**Activity:**
Beginning at the line that contains "the new region.", write out each remaining line of the entries below exactly as it stands.

------------------------

//! Arena-specific error types.

use std::error::Error;
use std::fmt;

/// Errors that can occur during arena operations.
#[derive(Clone, Debug, PartialEq, Eq)]
pub enum ArenaError {
    /// The backend could not provide a fresh region.
    AllocationFailed {
        /// Number of bytes requested (after zero-size normalisation).
        requested: usize,
    },
    /// The backend could not provide the larger region for a resize.
    ReallocationFailed {
        /// Number of bytes requested for the new region.
        requested: usize,
    },
}

impl ArenaError {
    /// Number of bytes the failed request asked for.
    pub fn requested(&self) -> usize {
        match self {
            Self::AllocationFailed { requested } | Self::ReallocationFailed { requested } => {
                *requested
            }
        }
    }
}

impl fmt::Display for ArenaError {
    fn fmt(&self, f: &mut fmt::Formatter<'_>) -> fmt::Result {
        match self {
            Self::AllocationFailed { requested } => {
                write!(f, "out of memory: could not allocate {requested} bytes")
            }
            Self::ReallocationFailed { requested } => {
                write!(f, "out of memory: could not reallocate to {requested} bytes")
            }
        }
    }
}

impl Error for ArenaError {}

------------------------

**Task answer:**
        /// Number of bytes requested for the new region.
        requested: usize,
    },
}

impl ArenaError {
    /// Number of bytes the failed request asked for.
    pub fn requested(&self) -> usize {
        match self {
            Self::AllocationFailed { requested } | Self::ReallocationFailed { requested } => {
                *requested
            }
        }
    }
}

impl fmt::Display for ArenaError {
    fn fmt(&self, f: &mut fmt::Formatter<'_>) -> fmt::Result {
        match self {
            Self::AllocationFailed { requested } => {
                write!(f, "out of memory: could not allocate {requested} bytes")
            }
            Self::ReallocationFailed { requested } => {
                write!(f, "out of memory: could not reallocate to {requested} bytes")
            }
        }
    }
}

impl Error for ArenaError {}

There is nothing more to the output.